San Diego County Climate Action Plan rejected again
In Golden Door Properties LLC v. County of San Diego, the Fourth District Court of Appeal rejected the county’s latest attempt to implement a Climate Action Plan (CAP). The CAP arose as a mitigation measure in the county’s 2011 General Plan Update Program EIR, but a decade of legal scrutiny by the Sierra Club, Golden Door Properties, the California Attorney General and others has resulted in two prior decisions rejecting the county’s attempts to implement the CAP. (See Sierra Club v. County of San Diego (2014) 231 Cal.App.4th 1152, and Golden Door Properties, LLC v. County of San Diego (2018) 27 Cal.App.5th 892.) In its latest decision, the court rejected mitigation measure GHG-1, which would have allowed projects to offset greenhouse gas (GHG) emissions by purchasing carbon offsets from outside the county (and potentially, outside the U.S.), as failing to meet CEQA standards for mitigation measures. Although the court noted that its decision is “not intended to be, and should not be construed as a blanket prohibition on using carbon offsets—even those originating outside of California—to mitigate GHG emissions under CEQA,” the decision may provide guidance to other agencies wrestling with how to mitigate GHG emissions. Also finding issues with the Supplemental EIR (SEIR) used to analyze the CAP and the CAP’s reliance on MM-GHG-1, the court affirmed the trial court’s order requiring the county to reverse its approval of the CAP, SEIR and other associated actions taken in February 2018.

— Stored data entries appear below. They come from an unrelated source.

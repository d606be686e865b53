use crate::routing::{find_path_obstacles, path_bend_count, path_length, to_flat};
use crate::session::DiagramSession;
use serde::Serialize;
use std::fs::File;
use std::io::BufWriter;
use std::path::Path;

#[derive(Debug, Serialize)]
pub struct SessionDump {
    pub nodes: Vec<NodeDump>,
    pub ports: Vec<PortDump>,
    pub connections: Vec<ConnectionDump>,
}

#[derive(Debug, Serialize)]
pub struct NodeDump {
    pub id: String,
    pub kind: String,
    pub label: String,
    pub x: f32,
    pub y: f32,
    pub width: f32,
    pub height: f32,
    pub selected: bool,
}

#[derive(Debug, Serialize)]
pub struct PortDump {
    pub id: String,
    pub node: String,
    pub direction: String,
    pub x: f32,
    pub y: f32,
    pub connected: bool,
}

#[derive(Debug, Serialize)]
pub struct ConnectionDump {
    pub id: String,
    pub from: String,
    pub to: String,
    pub custom_waypoints: bool,
    pub points: Vec<f32>,
    pub bends: usize,
    pub length: f32,
    /// Nodes other than the two endpoints' owners that the route crosses.
    pub crosses: Vec<String>,
}

impl SessionDump {
    pub fn from_session(session: &DiagramSession) -> Self {
        let all_nodes = session.nodes().all_nodes();

        let nodes = all_nodes
            .iter()
            .map(|node| NodeDump {
                id: node.id.clone(),
                kind: match node.kind.gate_type() {
                    Some(gate) => gate.as_str().to_string(),
                    None => format!("{:?}", node.kind).to_lowercase(),
                },
                label: node.custom_label.clone().unwrap_or_else(|| node.label.clone()),
                x: node.position.x,
                y: node.position.y,
                width: node.size.width,
                height: node.size.height,
                selected: node.selected,
            })
            .collect();

        let ports = session
            .port_anchors()
            .into_iter()
            .map(|anchor| PortDump {
                id: anchor.port_id,
                node: anchor.node_id,
                direction: format!("{:?}", anchor.direction).to_lowercase(),
                x: anchor.position.x,
                y: anchor.position.y,
                connected: anchor.connected,
            })
            .collect();

        let mut connections = Vec::new();
        for routed in session.routed_connections() {
            let owners: Vec<&str> = [&routed.from_port_id, &routed.to_port_id]
                .into_iter()
                .filter_map(|port| session.ports().get_port(port))
                .map(|port| port.node_id.as_str())
                .collect();
            let others: Vec<_> = all_nodes
                .iter()
                .filter(|node| !owners.contains(&node.id.as_str()))
                .collect();
            let boxes: Vec<_> = others.iter().map(|node| node.bounding_box()).collect();
            let crosses = find_path_obstacles(&routed.points, &boxes)
                .into_iter()
                .map(|idx| others[idx].id.clone())
                .collect();
            let custom_waypoints = session
                .connections()
                .get_connection(&routed.id)
                .is_some_and(|conn| conn.has_waypoints());

            connections.push(ConnectionDump {
                bends: path_bend_count(&routed.points),
                length: path_length(&routed.points),
                points: to_flat(&routed.points),
                id: routed.id,
                from: routed.from_port_id,
                to: routed.to_port_id,
                custom_waypoints,
                crosses,
            });
        }

        SessionDump {
            nodes,
            ports,
            connections,
        }
    }
}

pub fn write_session_dump(path: &Path, session: &DiagramSession) -> anyhow::Result<()> {
    let file = File::create(path)?;
    let writer = BufWriter::new(file);
    let dump = SessionDump::from_session(session);
    serde_json::to_writer_pretty(writer, &dump)?;
    Ok(())
}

Judicial Council clarifies tolling for CEQA statute of limitation in amended Emergency Rule 9
On May 28, 2020, the Judicial Council of California amended Emergency Rule 9 and clarified how it pauses statutes of limitation that are 180 days or less, including CEQA statutes of limitations, due to the coronavirus pandemic. The amended Rule 9 states that such statutes of limitation “are tolled from April 6, 2020, until August 3, 2020.” (See Emergency Rule 9(b).) This amendment clarifies the uncertainty surrounding CEQA actions filed during the coronavirus pandemic, as identified in our prior CEQA News edition.